Bill was pre-deceased by his parents; his brother, Duncan Colfax Augustine; his sister, Natalie Jean Augustine; and his two children by a previous marriage, William Winfield Augustine, Jr. and Sara Dougan Augustine. He is survived by his wife, Mary Jane Augustine; his stepdaughter, Lia Christian Nielsen, of Lambertville; and a nephew, Dr. D.C. Augustine of Amherst, Virginia.
A private memorial service is planned for late September.
The family wishes to express their gratitude to Brandywine Assisted Living and Vitas Healthcare for taking wonderful care of Bill. In lieu of flowers, donations can be made to the American Red Cross of Central Jersey. Extend condolences and share memories at blackwellmh.com.
Evelyn Geddes, age 97, of Princeton, New Jersey, passed away on August 11, 2020 after suffering a stroke. Evelyn lived a long, full life. She loved cooking, travel, reading, and had a very wide range of interests ranging from healthcare policy to politics, social justice, and the arts.
Evelyn was born in Brooklyn, NY, to Harry and Rose Basse in 1923. She grew up mostly in Brooklyn, with a short period in Providence, Rhode Island. She graduated from James Madison High School, and then earned a BA in economics from Brooklyn College and studied economics in graduate school at the University of Wisconsin. She married Robert Geddes, her husband of 73 years, in 1947. They had two children, David, an anthropologist and business consultant, and Ann, an architect and ceramic artist.

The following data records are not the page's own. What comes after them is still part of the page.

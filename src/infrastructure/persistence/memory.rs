use async_trait::async_trait;
use std::sync::Mutex;
use uuid::Uuid;

use crate::domain::account::entities::{Account, NewAccount};
use crate::domain::account::errors::{AccountError, StoreError};
use crate::domain::account::ports::AccountStore;

/// In-memory implementation of the AccountStore trait
///
/// Backs tests and local runs that have no Postgres at hand. Accounts live
/// in a mutex-guarded vector; identifiers are random v4 UUIDs.
#[derive(Debug, Default)]
pub struct InMemoryAccountStore {
  accounts: Mutex<Vec<Account>>,
}

impl InMemoryAccountStore {
  /// Creates a new, empty store
  pub fn new() -> Self {
    Self::default()
  }

  /// Returns a snapshot of all stored accounts
  pub fn accounts(&self) -> Vec<Account> {
    self
      .accounts
      .lock()
      .map(|accounts| accounts.clone())
      .unwrap_or_default()
  }
}

#[async_trait]
impl AccountStore for InMemoryAccountStore {
  async fn create(&self, account: NewAccount) -> Result<Account, AccountError> {
    let stored = Account {
      id: Uuid::new_v4(),
      name: account.name,
      email: account.email,
      password: account.password,
    };

    let mut accounts = self
      .accounts
      .lock()
      .map_err(|_| StoreError::QueryFailed("Store mutex poisoned".to_string()))?;
    accounts.push(stored.clone());

    Ok(stored)
  }
}

#[cfg(test)]
mod tests {
  use super::*;

  fn hashed_account() -> NewAccount {
    NewAccount {
      name: "valid_name".to_string(),
      email: "valid_email@mail.com".to_string(),
      password: "hashed_password".to_string(),
    }
  }

  #[tokio::test]
  async fn create_assigns_fresh_unique_ids() {
    let store = InMemoryAccountStore::new();

    let first = store.create(hashed_account()).await.unwrap();
    let second = store.create(hashed_account()).await.unwrap();

    assert_ne!(first.id, second.id);
    assert_eq!(store.accounts().len(), 2);
  }

  #[tokio::test]
  async fn create_stores_fields_as_given() {
    let store = InMemoryAccountStore::new();

    let stored = store.create(hashed_account()).await.unwrap();

    assert_eq!(stored.name, "valid_name");
    assert_eq!(stored.email, "valid_email@mail.com");
    assert_eq!(stored.password, "hashed_password");
    assert_eq!(store.accounts(), vec![stored]);
  }
}
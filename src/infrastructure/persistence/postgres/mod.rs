pub mod account_repository;

pub use account_repository::PostgresAccountStore;
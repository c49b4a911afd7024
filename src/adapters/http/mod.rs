pub mod dtos;
pub mod handlers;
pub mod routes;

// Re-export commonly used types
pub use dtos::{ErrorBody, HttpReply, ReplyBody, SignupPayload};
pub use handlers::signup::SignupHandler;
pub use routes::configure_signup_routes;
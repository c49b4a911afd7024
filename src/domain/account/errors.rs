use thiserror::Error;

/// Umbrella error for the account-creation pipeline.
///
/// The HTTP handler never inspects the variants: any error that reaches it
/// is reported as an opaque server failure. The variants exist so adapters
/// can surface precise causes to the logs.
#[derive(Debug, Error)]
pub enum AccountError {
  #[error("Hashing error: {0}")]
  Hash(#[from] HashError),

  #[error("Store error: {0}")]
  Store(#[from] StoreError),

  #[error("Validator error: {0}")]
  Validator(#[from] ValidatorError),
}

/// Credential hashing errors
#[derive(Debug, Error)]
pub enum HashError {
  #[error("Failed to hash credential: {0}")]
  HashingFailed(String),

  #[error("Invalid hashing parameters: {0}")]
  InvalidParams(String),
}

/// Persistence errors
#[derive(Debug, Error)]
pub enum StoreError {
  #[error("Database connection failed: {0}")]
  ConnectionFailed(String),

  #[error("Query execution failed: {0}")]
  QueryFailed(String),

  #[error("Duplicate key violation: {0}")]
  DuplicateKey(String),

  #[error("Database error: {0}")]
  DatabaseError(String),
}

/// Email validator errors
#[derive(Debug, Error)]
pub enum ValidatorError {
  #[error("Email check failed: {0}")]
  CheckFailed(String),
}

// Automatic conversions from external error types

impl From<sqlx::Error> for StoreError {
  fn from(error: sqlx::Error) -> Self {
    match error {
      sqlx::Error::Database(db_err) => {
        if db_err.is_unique_violation() {
          StoreError::DuplicateKey(db_err.message().to_string())
        } else {
          StoreError::DatabaseError(db_err.message().to_string())
        }
      }
      sqlx::Error::PoolTimedOut => StoreError::ConnectionFailed("Pool timed out".to_string()),
      sqlx::Error::PoolClosed => StoreError::ConnectionFailed("Pool closed".to_string()),
      _ => StoreError::QueryFailed(error.to_string()),
    }
  }
}

impl From<sqlx::Error> for AccountError {
  fn from(error: sqlx::Error) -> Self {
    AccountError::Store(StoreError::from(error))
  }
}
use serde::{Deserialize, Serialize};

use crate::domain::account::entities::Account;

/// Raw signup payload as it arrives from the transport.
///
/// Every field is optional: presence checks are part of the handler's
/// validation, not of deserialization. Wire names are camelCase.
#[derive(Debug, Clone, Default, Deserialize)]
#[serde(rename_all = "camelCase", default)]
pub struct SignupPayload {
  pub name: Option<String>,
  pub email: Option<String>,
  pub password: Option<String>,
  pub password_confirmation: Option<String>,
}

/// Error body carried by failure replies: an error-kind name plus a
/// human-readable message
#[derive(Debug, Clone, PartialEq, Eq, Serialize, Deserialize)]
pub struct ErrorBody {
  pub name: String,
  pub message: String,
}

impl ErrorBody {
  /// A required field was absent or empty
  pub fn missing_param(field: &str) -> Self {
    Self {
      name: "MissingParamError".to_string(),
      message: format!("Missing param: {}", field),
    }
  }

  /// A field failed a semantic check
  pub fn invalid_param(field: &str) -> Self {
    Self {
      name: "InvalidParamError".to_string(),
      message: format!("Invalid param: {}", field),
    }
  }

  /// Generic body for upstream failures; carries no cause details
  pub fn server_error() -> Self {
    Self {
      name: "ServerError".to_string(),
      message: "Internal server error".to_string(),
    }
  }
}

/// Body of a signup reply: the stored account on success, an error body
/// otherwise
#[derive(Debug, Clone, PartialEq, Eq, Serialize)]
#[serde(untagged)]
pub enum ReplyBody {
  Account(Account),
  Error(ErrorBody),
}

/// Transport-neutral response produced by the signup handler.
///
/// The HTTP route binding converts this into a framework response; nothing
/// in the handler depends on actix-web.
#[derive(Debug, Clone, PartialEq, Eq)]
pub struct HttpReply {
  pub status_code: u16,
  pub body: ReplyBody,
}

impl HttpReply {
  pub fn ok(account: Account) -> Self {
    Self {
      status_code: 200,
      body: ReplyBody::Account(account),
    }
  }

  pub fn bad_request(error: ErrorBody) -> Self {
    Self {
      status_code: 400,
      body: ReplyBody::Error(error),
    }
  }

  pub fn server_error() -> Self {
    Self {
      status_code: 500,
      body: ReplyBody::Error(ErrorBody::server_error()),
    }
  }
}
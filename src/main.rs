use actix_web::{App, HttpServer, middleware::Logger, web};
use sqlx::postgres::PgPoolOptions;
use std::sync::Arc;
use std::time::Duration;
use tracing_subscriber::{layer::SubscriberExt, util::SubscriberInitExt};

use enroll::{
  adapters::http::{SignupHandler, configure_signup_routes},
  application::account::CreateAccountUseCase,
  infrastructure::{
    config::Config, persistence::postgres::PostgresAccountStore, security::Argon2PasswordHasher,
    validation::EmailFormatValidator,
  },
};

#[actix_web::main]
async fn main() -> std::io::Result<()> {
  // Initialize environment variables from .env file
  dotenvy::dotenv().ok();

  // Initialize tracing subscriber for logging
  tracing_subscriber::registry()
    .with(
      tracing_subscriber::EnvFilter::try_from_default_env()
        .unwrap_or_else(|_| "enroll=debug,actix_web=info".into()),
    )
    .with(tracing_subscriber::fmt::layer())
    .init();

  tracing::info!("Starting enroll");

  // Load configuration
  let config = Config::load().expect("Failed to load configuration");
  tracing::info!("Configuration loaded successfully");

  // Set up database connection pool with timeout
  let db_pool = tokio::time::timeout(
    Duration::from_secs(config.database.connect_timeout_seconds),
    PgPoolOptions::new()
      .max_connections(config.database.max_connections)
      .acquire_timeout(Duration::from_secs(config.database.acquire_timeout_seconds))
      .connect(&config.database.url),
  )
  .await
  .map_err(|_| {
    tracing::error!(
      "Database connection timed out after {} seconds. Is PostgreSQL running?",
      config.database.connect_timeout_seconds
    );
    std::io::Error::new(
      std::io::ErrorKind::TimedOut,
      format!(
        "Database connection timed out after {} seconds",
        config.database.connect_timeout_seconds
      ),
    )
  })?
  .map_err(|e| {
    std::io::Error::new(
      std::io::ErrorKind::Other,
      format!("Failed to connect to database: {}", e),
    )
  })?;

  sqlx::migrate!("./migrations")
    .run(&db_pool)
    .await
    .map_err(|e| {
      std::io::Error::new(
        std::io::ErrorKind::Other,
        format!("Failed to run migrations: {}", e),
      )
    })?;

  tracing::info!("Database ready");

  // Wire adapters into the core
  let hasher = Arc::new(Argon2PasswordHasher::new(&config.hashing).map_err(|e| {
    std::io::Error::new(
      std::io::ErrorKind::InvalidInput,
      format!("Invalid hashing configuration: {}", e),
    )
  })?);
  let store = Arc::new(PostgresAccountStore::new(db_pool));
  let email_validator = Arc::new(EmailFormatValidator::new());

  let create_account = Arc::new(CreateAccountUseCase::new(hasher, store));
  let signup_handler = Arc::new(SignupHandler::new(email_validator, create_account));

  let bind_addr = (config.server.host.clone(), config.server.port);
  tracing::info!("Listening on {}:{}", bind_addr.0, bind_addr.1);

  HttpServer::new(move || {
    let handler = signup_handler.clone();
    App::new()
      .wrap(Logger::default())
      .service(web::scope("/api/v1").configure(move |cfg| configure_signup_routes(cfg, handler)))
  })
  .bind(bind_addr)?
  .run()
  .await
}
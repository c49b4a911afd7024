use async_trait::async_trait;
use sqlx::PgPool;
use uuid::Uuid;

use crate::domain::account::entities::{Account, NewAccount};
use crate::domain::account::errors::AccountError;
use crate::domain::account::ports::AccountStore;

/// PostgreSQL implementation of the AccountStore trait
pub struct PostgresAccountStore {
  pool: PgPool,
}

impl PostgresAccountStore {
  /// Creates a new instance of PostgresAccountStore
  pub fn new(pool: PgPool) -> Self {
    Self { pool }
  }
}

/// Database row structure for the accounts table
#[derive(Debug, sqlx::FromRow)]
struct AccountRow {
  id: Uuid,
  name: String,
  email: String,
  password_hash: String,
}

impl From<AccountRow> for Account {
  fn from(row: AccountRow) -> Self {
    Account {
      id: row.id,
      name: row.name,
      email: row.email,
      password: row.password_hash,
    }
  }
}

#[async_trait]
impl AccountStore for PostgresAccountStore {
  async fn create(&self, account: NewAccount) -> Result<Account, AccountError> {
    // The input password is already hashed by the time it reaches a store.
    let row = sqlx::query_as::<_, AccountRow>(
      r#"
            INSERT INTO accounts (id, name, email, password_hash)
            VALUES ($1, $2, $3, $4)
            RETURNING id, name, email, password_hash
            "#,
    )
    .bind(Uuid::new_v4())
    .bind(&account.name)
    .bind(&account.email)
    .bind(&account.password)
    .fetch_one(&self.pool)
    .await?;

    Ok(row.into())
  }
}
mod email_validator;

pub use email_validator::EmailFormatValidator;
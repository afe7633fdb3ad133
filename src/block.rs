//! Content-addressed test blocks.
//!
//! A block is a buffer of random bytes whose name is derived from its own
//! content, so a file written under that name can later prove (or disprove)
//! that the medium returned exactly what was stored.

use std::fs::OpenOptions;
use std::io::{self, Write};
use std::path::Path;

use md5::{Digest, Md5};
use rand::rngs::OsRng;
use rand::RngCore;

use crate::error::{Result, TestError};

/// Number of hex characters kept from the digest.
pub const ID_LEN: usize = 8;

/// Largest block, in megabytes: the FAT32 file size limit.
pub const MAX_BLOCK_MB: f64 = 4096.0;

const MIB_F: f64 = 1024.0 * 1024.0;

/// Byte length of a block of `size_mb` megabytes, or `None` when it would be
/// empty, negative, or larger than [`MAX_BLOCK_MB`].
pub fn block_len(size_mb: f64) -> Option<usize> {
    if size_mb > MAX_BLOCK_MB {
        return None;
    }
    let len = (size_mb * MIB_F) as i64;
    if len <= 0 {
        return None;
    }
    usize::try_from(len).ok()
}

/// First eight hex characters of the MD5 digest of `data`.
pub fn content_id(data: &[u8]) -> String {
    let digest = Md5::digest(data);
    let mut id = hex::encode(digest);
    id.truncate(ID_LEN);
    id
}

#[derive(Debug, Clone)]
pub struct Block {
    id: String,
    data: Vec<u8>,
}

impl Block {
    /// Fill a fresh buffer of `size_mb` megabytes from the OS random source.
    pub fn generate(size_mb: f64) -> Result<Self> {
        let len = block_len(size_mb).ok_or(TestError::InvalidBlockSize(size_mb))?;
        let mut data = vec![0u8; len];
        OsRng.try_fill_bytes(&mut data)?;
        Ok(Self::from_bytes(data))
    }

    pub fn from_bytes(data: Vec<u8>) -> Self {
        let id = content_id(&data);
        Self { id, data }
    }

    pub fn id(&self) -> &str {
        &self.id
    }

    pub fn data(&self) -> &[u8] {
        &self.data
    }

    pub fn len(&self) -> usize {
        self.data.len()
    }

    pub fn is_empty(&self) -> bool {
        self.data.is_empty()
    }
}

/// Create/truncate `path`, write all of `data`, and force it to stable storage
/// before closing.
pub fn write_durable(path: &Path, data: &[u8]) -> io::Result<()> {
    let mut file = OpenOptions::new()
        .write(true)
        .create(true)
        .truncate(true)
        .open(path)?;
    file.write_all(data)?;
    file.sync_all()
}

#[cfg(test)]
mod tests {
    use super::*;
    use tempfile::tempdir;

    #[test]
    fn generated_block_id_matches_content() {
        let block = Block::generate(0.25).unwrap();
        assert_eq!(block.len(), 256 * 1024);
        assert_eq!(block.id().len(), ID_LEN);
        assert_eq!(content_id(block.data()), block.id());
    }

    #[test]
    fn equal_content_equal_id() {
        let a = Block::from_bytes(vec![7u8; 4096]);
        let b = Block::from_bytes(vec![7u8; 4096]);
        assert_eq!(a.id(), b.id());
        let c = Block::from_bytes(vec![8u8; 4096]);
        assert_ne!(a.id(), c.id());
    }

    #[test]
    fn known_digest_prefix() {
        // md5("") = d41d8cd98f00b204e9800998ecf8427e
        assert_eq!(content_id(b""), "d41d8cd9");
    }

    #[test]
    fn non_positive_size_rejected() {
        assert!(block_len(0.0).is_none());
        assert!(block_len(-1.0).is_none());
        assert!(block_len(f64::NAN).is_none());
        assert!(matches!(
            Block::generate(0.0),
            Err(TestError::InvalidBlockSize(_))
        ));
    }

    #[test]
    fn oversized_block_rejected() {
        assert!(block_len(MAX_BLOCK_MB).is_some());
        assert!(block_len(4096.5).is_none());
        assert!(block_len(1e12).is_none());
        assert!(block_len(f64::INFINITY).is_none());
        assert!(matches!(
            Block::generate(1e12),
            Err(TestError::InvalidBlockSize(_))
        ));
    }

    #[test]
    fn fractional_megabytes() {
        assert_eq!(block_len(0.004), Some(4194));
        assert_eq!(block_len(1.0), Some(1024 * 1024));
    }

    #[test]
    fn durable_write_replaces_content() {
        let dir = tempdir().unwrap();
        let path = dir.path().join("blk");
        write_durable(&path, b"first attempt, longer").unwrap();
        write_durable(&path, b"second").unwrap();
        assert_eq!(std::fs::read(&path).unwrap(), b"second");
    }
}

Evelyn was involved in Democratic politics in Pennsylvania and New Jersey. She was particularly active in healthcare issues, as president of Planned Parenthood of Mercer County, as president of the Princeton School Board, introduced sex education programs into the Princeton schools, and served as chair of the New Jersey State Health Commission.
She is survived by her husband, her two children, seven grandchildren, ten great-grandchildren, her sister (Minna Berkowitz), one niece and her family, and one nephew and his family, and several cousins.
The family will be having a Zoom funeral service in the near future. In lieu of flowers, gifts in her memory should be made to the Guttmacher Institute.